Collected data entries
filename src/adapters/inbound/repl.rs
//! Interactive loop of `rebuild-console browse`
//!
//! Reads one command per line, hands it to the current view and re-renders.
//! Fetching only happens in `sync`, so commands that change nothing never
//! reach the backend.

use crate::application::views::{InteractiveView, ViewCommand};
use crate::ports::outbound::{OutputPresenter, ProgressReporter, ViewRenderer};
use crate::shared::error::ConsoleError;
use crate::shared::Result;
use std::io::{BufRead, Write};

pub const HELP: &str = "\
Commands:
  page <n>                 go to page n
  per-page <n>             rows per page (returns to page 1)
  next | prev              move one page
  type <field> <text>      type into a filter without applying it
  commit <field>           apply what was typed
  filter <field> [value]   set a filter; no value clears it
  rebuild <row>            rebuild the row with the given number (1 based)
  help                     show this help
  quit                     leave";

/// Parses one input line. Blank lines yield `None`.
pub fn parse_command(line: &str) -> Result<Option<ViewCommand>> {
    let line = line.trim();
    let (word, rest) = match line.split_once(char::is_whitespace) {
        Some((word, rest)) => (word, rest.trim()),
        None => (line, ""),
    };
    let (field, value) = match rest.split_once(char::is_whitespace) {
        Some((field, value)) => (field.to_string(), value.trim().to_string()),
        None => (rest.to_string(), String::new()),
    };

    let command = match word.to_lowercase().as_str() {
        "" => return Ok(None),
        "page" => ViewCommand::Page(number(word, rest)?),
        "per-page" | "perpage" => ViewCommand::PerPage(number(word, rest)?),
        "next" | "n" => ViewCommand::Next,
        "prev" | "previous" | "p" => ViewCommand::Previous,
        "type" => ViewCommand::Input {
            field: required(word, field)?,
            value,
        },
        "commit" => ViewCommand::Commit {
            field: required(word, field)?,
        },
        "filter" => ViewCommand::Filter {
            field: required(word, field)?,
            value,
        },
        "rebuild" => {
            let row: usize = number(word, rest)?;
            if row == 0 {
                return Err(invalid("row numbers start at 1"));
            }
            ViewCommand::Rebuild(row - 1)
        }
        "help" | "?" => ViewCommand::Help,
        "quit" | "exit" | "q" => ViewCommand::Quit,
        other => return Err(invalid(&format!("unknown command '{}', try 'help'", other))),
    };
    Ok(Some(command))
}

fn number<T: std::str::FromStr>(command: &str, value: &str) -> Result<T> {
    value
        .parse()
        .map_err(|_| invalid(&format!("'{}' needs a number, got '{}'", command, value)))
}

fn required(command: &str, field: String) -> Result<String> {
    if field.is_empty() {
        return Err(invalid(&format!("'{}' needs a filter name", command)));
    }
    Ok(field)
}

fn invalid(message: &str) -> anyhow::Error {
    ConsoleError::Validation {
        message: message.to_string(),
    }
    .into()
}

/// Most views need at most two rounds: the record, then the dependency set
/// it points at.
const MAX_SYNC_ROUNDS: usize = 4;

/// Syncs until the view has nothing left to fetch.
pub async fn settle(view: &mut dyn InteractiveView) {
    for _ in 0..MAX_SYNC_ROUNDS {
        if !view.sync().await {
            break;
        }
    }
}

/// Drives `view` until `quit` or end of input.
///
/// Command errors are reported and the loop continues; only output errors
/// end it.
pub async fn run_interactive<R: BufRead>(
    view: &mut dyn InteractiveView,
    input: R,
    renderer: &dyn ViewRenderer,
    presenter: &dyn OutputPresenter,
    progress: &dyn ProgressReporter,
) -> Result<()> {
    let title = view.screen().title;
    let mut lines = input.lines();
    loop {
        progress.begin_loading(&title);
        settle(view).await;
        progress.end_loading();
        presenter.present(&renderer.render(&view.screen())?)?;

        eprint!("> ");
        std::io::stderr().flush()?;
        let Some(line) = lines.next() else {
            break;
        };
        let command = match parse_command(&line?) {
            Ok(Some(command)) => command,
            Ok(None) => continue,
            Err(e) => {
                progress.report_error(&format!("❌ {}", e));
                continue;
            }
        };

        match command {
            ViewCommand::Quit => break,
            ViewCommand::Help => progress.report(HELP),
            command => {
                tracing::debug!(?command, "dispatching");
                if let Err(e) = view.dispatch(command).await {
                    progress.report_error(&format!("❌ {}", e));
                }
            }
        }
    }
    Ok(())
}
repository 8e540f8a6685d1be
use rebuild_console::prelude::*;

/// Mock ProgressReporter for testing that captures messages
#[derive(Default, Clone)]
pub struct MockProgressReporter {
    pub messages: std::sync::Arc<std::sync::Mutex<Vec<String>>>,
}

impl MockProgressReporter {
    pub fn new() -> Self {
        Self {
            messages: std::sync::Arc::new(std::sync::Mutex::new(Vec::new())),
        }
    }

    pub fn get_messages(&self) -> Vec<String> {
        self.messages.lock().unwrap().clone()
    }

    pub fn message_count(&self) -> usize {
        self.messages.lock().unwrap().len()
    }
}

impl ProgressReporter for MockProgressReporter {
    fn begin_loading(&self, what: &str) {
        self.messages
            .lock()
            .unwrap()
            .push(format!("Loading: {}", what));
    }

    fn end_loading(&self) {}

    fn report(&self, message: &str) {
        self.messages.lock().unwrap().push(message.to_string());
    }

    fn report_error(&self, message: &str) {
        self.messages
            .lock()
            .unwrap()
            .push(format!("Error: {}", message));
    }

    fn report_completion(&self, message: &str) {
        self.messages
            .lock()
            .unwrap()
            .push(format!("Completed: {}", message));
    }
}

/// Collects presented output in memory.
#[derive(Default, Clone)]
pub struct MockPresenter {
    pub outputs: std::sync::Arc<std::sync::Mutex<Vec<String>>>,
}

impl MockPresenter {
    pub fn get_outputs(&self) -> Vec<String> {
        self.outputs.lock().unwrap().clone()
    }
}

impl OutputPresenter for MockPresenter {
    fn present(&self, content: &str) -> Result<()> {
        self.outputs.lock().unwrap().push(content.to_string());
        Ok(())
    }
}
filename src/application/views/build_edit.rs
use super::artifact_edit::{draft_or_error, yes_no};
use crate::application::read_models::{Cell, Field, Screen, Section};
use crate::application::view_state::{describe_error, EditDraft};
use crate::ports::outbound::BuildInfoEditApi;
use crate::rebuild_tracking::domain::{BuildEditInfo, EditResult};
use crate::shared::error::ConsoleError;
use crate::shared::Result;

/// Edit modal for the build recipe of an SCM repository.
///
/// Without an SCM repository there is nothing to look up: the modal never
/// fetches and stays in the loading state.
pub struct BuildEdit<A> {
    api: A,
    scm_uri: String,
    draft: EditDraft<BuildEditInfo>,
    opened: bool,
}

impl<A: BuildInfoEditApi> BuildEdit<A> {
    pub fn new(api: A, scm_uri: impl Into<String>) -> Self {
        Self {
            api,
            scm_uri: scm_uri.into(),
            draft: EditDraft::default(),
            opened: false,
        }
    }

    pub fn draft(&self) -> &EditDraft<BuildEditInfo> {
        &self.draft
    }

    pub async fn open(&mut self) -> bool {
        if self.opened || self.scm_uri.trim().is_empty() {
            return false;
        }
        self.opened = true;
        let result = self.api.build_info(&self.scm_uri).await.map_err(|e| {
            tracing::error!(scm_uri = %self.scm_uri, error = %e, "failed to load build info");
            describe_error(&e)
        });
        self.draft.loaded(result);
        true
    }

    pub fn toggle_version(&mut self) -> Result<bool> {
        let info = draft_or_error(&mut self.draft)?;
        info.version = !info.version;
        Ok(info.version)
    }

    pub fn set_additional_memory(&mut self, mebibytes: u32) -> Result<()> {
        let info = draft_or_error(&mut self.draft)?;
        info.build_info.additional_memory = Some(mebibytes);
        Ok(())
    }

    /// Appends an empty argument for the user to fill in.
    pub fn add_additional_arg(&mut self) -> Result<usize> {
        let info = draft_or_error(&mut self.draft)?;
        let args = info.build_info.additional_args.get_or_insert_with(Vec::new);
        args.push(String::new());
        Ok(args.len() - 1)
    }

    pub fn set_additional_arg(&mut self, index: usize, value: &str) -> Result<()> {
        let info = draft_or_error(&mut self.draft)?;
        let args = info.build_info.additional_args.get_or_insert_with(Vec::new);
        let len = args.len();
        let slot = args
            .get_mut(index)
            .ok_or(ConsoleError::RowOutOfRange { index, len })?;
        *slot = value.to_string();
        Ok(())
    }

    pub async fn confirm(&mut self) -> Result<EditResult> {
        let info = self.draft.submission()?;
        let result = self.api.submit_build_info(&info).await.inspect_err(|e| {
            tracing::error!(scm_uri = %self.scm_uri, error = %e, "build info submission failed");
        })?;
        self.draft.submitted(result.pr_url.clone());
        Ok(result)
    }

    pub fn screen(&self) -> Screen {
        let sections = self.draft.load_state().sections(|| {
            let Some(info) = self.draft.draft() else {
                return Vec::new();
            };
            let recipe = &info.build_info;
            let mut fields = vec![
                Field::text("SCM URI", info.scm_uri.clone()),
                Field::text("Version Specific", yes_no(info.version)),
                Field::text(
                    "Additional Memory",
                    recipe
                        .additional_memory
                        .map(|m| format!("{} MiB", m))
                        .unwrap_or_default(),
                ),
            ];
            for (i, arg) in recipe.additional_args.iter().flatten().enumerate() {
                fields.push(Field::text(&format!("Argument {}", i), arg.clone()));
            }
            if let Some(url) = self.draft.pr_url() {
                fields.push(Field::new(
                    "Pull Request",
                    Cell::link_or_text(url, Some(url.to_string())),
                ));
            }
            vec![Section::fields(None, fields)]
        });
        Screen::new(format!("Edit Build Recipe {}", self.scm_uri)).with_sections(sections)
    }
}
use async_trait::async_trait;

use super::command::{InteractiveView, ViewCommand};
use super::label_selector::LabelSelector;
use crate::application::read_models::{Screen, Section};
use crate::application::view_state::{describe_error, DetailState};
use crate::ports::outbound::{ArtifactApi, BuildApi, LabelApi};
use crate::rebuild_tracking::domain::{ArtifactSummary, BuildSummary};
use crate::rebuild_tracking::services::StatusChart;
use crate::shared::error::ConsoleError;
use crate::shared::Result;

/// Home page: the label selector and both status charts.
///
/// The charts are keyed by the selected label, so choosing a label refetches
/// each chart exactly once.
pub struct Dashboard<A> {
    api: A,
    labels: LabelSelector<A>,
    builds: DetailState<Option<String>, BuildSummary>,
    artifacts: DetailState<Option<String>, ArtifactSummary>,
}

impl<A> Dashboard<A>
where
    A: BuildApi + ArtifactApi + LabelApi + Clone,
{
    pub fn new(api: A) -> Self {
        Self {
            labels: LabelSelector::new(api.clone()),
            api,
            builds: DetailState::new(None),
            artifacts: DetailState::new(None),
        }
    }

    pub fn labels(&self) -> &LabelSelector<A> {
        &self.labels
    }

    pub fn build_summary(&self) -> Option<&BuildSummary> {
        self.builds.data()
    }

    pub fn artifact_summary(&self) -> Option<&ArtifactSummary> {
        self.artifacts.data()
    }

    pub fn select_label(&mut self, label: &str) -> bool {
        if !self.labels.select(label) {
            return false;
        }
        let selected = self.labels.selected().map(String::from);
        self.builds.set_key(selected.clone());
        self.artifacts.set_key(selected);
        true
    }

    pub async fn sync(&mut self) -> bool {
        let mut applied = self.labels.sync().await;
        if let Some(ticket) = self.builds.begin_fetch() {
            let result = self
                .api
                .build_summary(ticket.query.as_deref())
                .await
                .map_err(|e| {
                    tracing::error!(error = %e, "failed to load build status");
                    describe_error(&e)
                });
            applied |= self.builds.complete(ticket, result);
        }
        if let Some(ticket) = self.artifacts.begin_fetch() {
            let result = self
                .api
                .artifact_summary(ticket.query.as_deref())
                .await
                .map_err(|e| {
                    tracing::error!(error = %e, "failed to load artifact summary");
                    describe_error(&e)
                });
            applied |= self.artifacts.complete(ticket, result);
        }
        applied
    }

    pub fn screen(&self) -> Screen {
        let build_chart = self.builds.load_state().sections(|| {
            self.builds
                .data()
                .map(|summary| Section::Chart {
                    chart: StatusChart::for_builds(summary),
                })
                .into_iter()
                .collect()
        });
        let artifact_chart = self.artifacts.load_state().sections(|| {
            self.artifacts
                .data()
                .map(|summary| Section::Chart {
                    chart: StatusChart::for_artifacts(summary),
                })
                .into_iter()
                .collect()
        });
        Screen::new("JVM Build Service")
            .with_sections(self.labels.sections())
            .with_sections(build_chart)
            .with_sections(artifact_chart)
    }
}

#[async_trait]
impl<A> InteractiveView for Dashboard<A>
where
    A: BuildApi + ArtifactApi + LabelApi + Clone,
{
    async fn sync(&mut self) -> bool {
        Dashboard::sync(self).await
    }

    async fn dispatch(&mut self, command: ViewCommand) -> Result<()> {
        if let ViewCommand::Filter { field, value } = command {
            if field != "label" {
                return Err(ConsoleError::UnknownFilter {
                    field,
                    available: "label".to_string(),
                }
                .into());
            }
            self.select_label(&value);
        }
        Ok(())
    }

    fn screen(&self) -> Screen {
        Dashboard::screen(self)
    }
}
use crate::rebuild_tracking::domain::{
    ArtifactLabelName, Deployment, DependencySet, GithubBuild, Image, Page, PageRequest,
};
use crate::shared::Result;
use async_trait::async_trait;

/// LabelApi port for artifact labels
#[async_trait]
pub trait LabelApi: Send + Sync {
    /// `GET /api/artifact-labels`
    async fn labels(&self) -> Result<Vec<ArtifactLabelName>>;

    /// `GET /api/artifact-labels/values?name=&search=`
    async fn label_values(&self, name: &str, search: Option<&str>) -> Result<Vec<String>>;
}

/// ImageApi port for analysed container images
#[async_trait]
pub trait ImageApi: Send + Sync {
    /// Image repositories known to the service. `GET /api/image`
    async fn image_repositories(&self, page: PageRequest) -> Result<Page<String>>;

    /// Images of one repository. `GET /api/image/{repository}`
    async fn images(&self, repository: &str, page: PageRequest) -> Result<Page<Image>>;

    /// Submits an image reference for analysis. `PUT /api/image`
    async fn add_image(&self, image: &str) -> Result<()>;
}

/// DeploymentApi port for watched workloads
#[async_trait]
pub trait DeploymentApi: Send + Sync {
    /// `GET /api/deployment`
    async fn deployments(&self) -> Result<Vec<Deployment>>;
}

/// DependencySetApi port
#[async_trait]
pub trait DependencySetApi: Send + Sync {
    /// `GET /api/dependency-set/{id}`
    async fn dependency_set(&self, id: i64) -> Result<DependencySet>;
}

/// GithubBuildApi port for CI builds reported by the GitHub integration
#[async_trait]
pub trait GithubBuildApi: Send + Sync {
    /// `GET /api/builds/github`
    async fn github_builds(&self, page: PageRequest) -> Result<Page<GithubBuild>>;

    /// `GET /api/builds/github/id/{id}`
    async fn github_build(&self, id: i64) -> Result<GithubBuild>;
}
use async_trait::async_trait;

use super::snapshot_list::{SnapshotList, SnapshotSource};
use crate::application::read_models::Cell;
use crate::ports::outbound::QueueApi;
use crate::rebuild_tracking::domain::RunningBuild;
use crate::shared::Result;

pub struct RunningBuildSource<A> {
    api: A,
}

#[async_trait]
impl<A: QueueApi> SnapshotSource for RunningBuildSource<A> {
    type Item = RunningBuild;

    fn title(&self) -> String {
        "Running Builds".to_string()
    }

    fn columns(&self) -> &'static [&'static str] {
        &["Build", "Status", "Start Time"]
    }

    fn row(&self, running: &RunningBuild) -> Vec<Cell> {
        let started = running
            .start_time
            .map(|t| t.to_rfc3339_opts(chrono::SecondsFormat::Secs, true))
            .unwrap_or_default();
        vec![
            Cell::text(running.description.clone()),
            Cell::text(running.status.clone()),
            Cell::text(started),
        ]
    }

    async fn fetch_all(&self) -> Result<Vec<RunningBuild>> {
        self.api.running_builds().await
    }
}

pub type RunningBuildList<A> = SnapshotList<RunningBuildSource<A>>;

pub fn running_build_list<A: QueueApi>(api: A) -> RunningBuildList<A> {
    SnapshotList::new(RunningBuildSource { api })
}
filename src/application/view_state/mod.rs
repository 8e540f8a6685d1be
/// Per-view state containers
///
/// Each view owns one of these exclusively. They decide when a fetch is due
/// and which completions still apply; they never perform I/O themselves.
pub mod detail;
pub mod edit_draft;
pub mod load_state;
pub mod paged_list;
pub mod sequencer;
pub mod text_filter;

pub use detail::DetailState;
pub use edit_draft::EditDraft;
pub use load_state::{describe_error, LoadState};
pub use paged_list::{ListQuery, PagedListState};
pub use sequencer::{FetchTicket, RequestSequencer};
pub use text_filter::TextFilter;
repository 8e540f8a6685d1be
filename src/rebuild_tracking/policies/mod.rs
pub mod status_label;
pub mod trust_policy;

pub use status_label::{LabelColor, StatusLabel, StatusLabels};
pub use trust_policy::{TrustPolicy, TrustSource};
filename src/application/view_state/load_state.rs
use serde::Serialize;

use crate::application::read_models::Section;

/// Fetch status of one view instance.
#[derive(Debug, Clone, PartialEq, Eq, Serialize)]
#[serde(tag = "state", rename_all = "lowercase")]
pub enum LoadState {
    Loading,
    Success,
    Error { message: String },
}

impl LoadState {
    pub fn is_loading(&self) -> bool {
        matches!(self, LoadState::Loading)
    }

    pub fn is_success(&self) -> bool {
        matches!(self, LoadState::Success)
    }

    pub fn error(&self) -> Option<&str> {
        match self {
            LoadState::Error { message } => Some(message),
            _ => None,
        }
    }

    /// Sections for this state: the loading placeholder, the error heading,
    /// or whatever `content` produces once loaded.
    pub fn sections(&self, content: impl FnOnce() -> Vec<Section>) -> Vec<Section> {
        match self {
            LoadState::Loading => vec![Section::Loading],
            LoadState::Error { message } => vec![Section::Error {
                message: message.clone(),
            }],
            LoadState::Success => content(),
        }
    }
}

/// Flattens an error and its causes into the message shown in the error state.
pub fn describe_error(error: &anyhow::Error) -> String {
    format!("{:#}", error)
}

#[cfg(test)]
mod tests {
    use super::*;

    #[test]
    fn test_sections_for_each_state() {
        assert_eq!(
            LoadState::Loading.sections(Vec::new),
            vec![Section::Loading]
        );
        let error = LoadState::Error {
            message: "boom".to_string(),
        };
        assert_eq!(error.error(), Some("boom"));
        assert!(matches!(
            error.sections(Vec::new).as_slice(),
            [Section::Error { .. }]
        ));
        assert_eq!(
            LoadState::Success.sections(|| vec![Section::empty()]),
            vec![Section::empty()]
        );
    }

    #[test]
    fn test_describe_error_includes_context() {
        let err = anyhow::anyhow!("connection refused").context("Failed to load builds");
        assert_eq!(
            describe_error(&err),
            "Failed to load builds: connection refused"
        );
    }
}
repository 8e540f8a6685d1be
use crate::application::read_models::Screen;
use crate::shared::Result;

/// ViewRenderer port for turning a screen read model into output text
///
/// Rendering is pure: the same screen always yields the same text.
pub trait ViewRenderer {
    /// # Errors
    /// Returns an error if serialization fails
    fn render(&self, screen: &Screen) -> Result<String>;
}
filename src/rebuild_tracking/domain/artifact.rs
use serde::{Deserialize, Serialize};

/// Row of the artifact history list.
#[derive(Debug, Clone, Default, PartialEq, Serialize, Deserialize)]
#[serde(rename_all = "camelCase", default)]
pub struct ArtifactListItem {
    pub id: i64,
    pub gav: String,
    pub succeeded: bool,
    pub missing: bool,
    pub message: Option<String>,
}

/// Full artifact record, linked to the dependency build that produced it.
#[derive(Debug, Clone, Default, PartialEq, Serialize, Deserialize)]
#[serde(rename_all = "camelCase", default)]
pub struct Artifact {
    pub id: i64,
    pub name: String,
    pub gav: String,
    pub scm_repo: Option<String>,
    pub tag: Option<String>,
    pub commit: Option<String>,
    pub context_path: Option<String>,
    pub dependency_build_name: Option<String>,
    pub dependency_build_id: Option<i64>,
    pub succeeded: bool,
    pub missing: bool,
    pub message: Option<String>,
}

/// Terminal outcome filter of the artifact list.
#[derive(Debug, Clone, Copy, PartialEq, Eq, Hash, Serialize, Deserialize)]
#[serde(rename_all = "lowercase")]
pub enum ArtifactState {
    Complete,
    Missing,
    Failed,
}

impl ArtifactState {
    pub fn as_query(self) -> &'static str {
        match self {
            ArtifactState::Complete => "complete",
            ArtifactState::Missing => "missing",
            ArtifactState::Failed => "failed",
        }
    }
}

impl std::str::FromStr for ArtifactState {
    type Err = String;

    fn from_str(s: &str) -> Result<Self, Self::Err> {
        match s.to_lowercase().as_str() {
            "complete" | "successful" => Ok(ArtifactState::Complete),
            "missing" => Ok(ArtifactState::Missing),
            "failed" => Ok(ArtifactState::Failed),
            _ => Err(format!(
                "Invalid artifact state: {}. Please specify 'complete', 'missing' or 'failed'",
                s
            )),
        }
    }
}

#[cfg(test)]
mod tests {
    use super::*;
    use std::str::FromStr;

    #[test]
    fn test_deserialize_artifact_with_null_message() {
        let json = r#"{"id":3,"gav":"io.netty:netty-codec:4.1.100.Final","succeeded":true,"missing":false,"message":null}"#;
        let item: ArtifactListItem = serde_json::from_str(json).unwrap();
        assert!(item.succeeded);
        assert!(item.message.is_none());
    }

    #[test]
    fn test_artifact_state_from_str() {
        assert_eq!(
            ArtifactState::from_str("MISSING").unwrap(),
            ArtifactState::Missing
        );
        assert_eq!(
            ArtifactState::from_str("complete").unwrap().as_query(),
            "complete"
        );
        assert!(ArtifactState::from_str("pending").is_err());
    }
}
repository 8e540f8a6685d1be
/// Console adapters for user feedback on stderr
mod progress_reporter;

pub use progress_reporter::StderrProgressReporter;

**Action item**
Stop at the line containing "change nothing never". Please print exactly every line before it from the start of the records, plus that line itself, and nothing else.

**Answer box**
filename src/adapters/inbound/repl.rs
//! Interactive loop of `rebuild-console browse`
//!
//! Reads one command per line, hands it to the current view and re-renders.
//! Fetching only happens in `sync`, so commands that change nothing never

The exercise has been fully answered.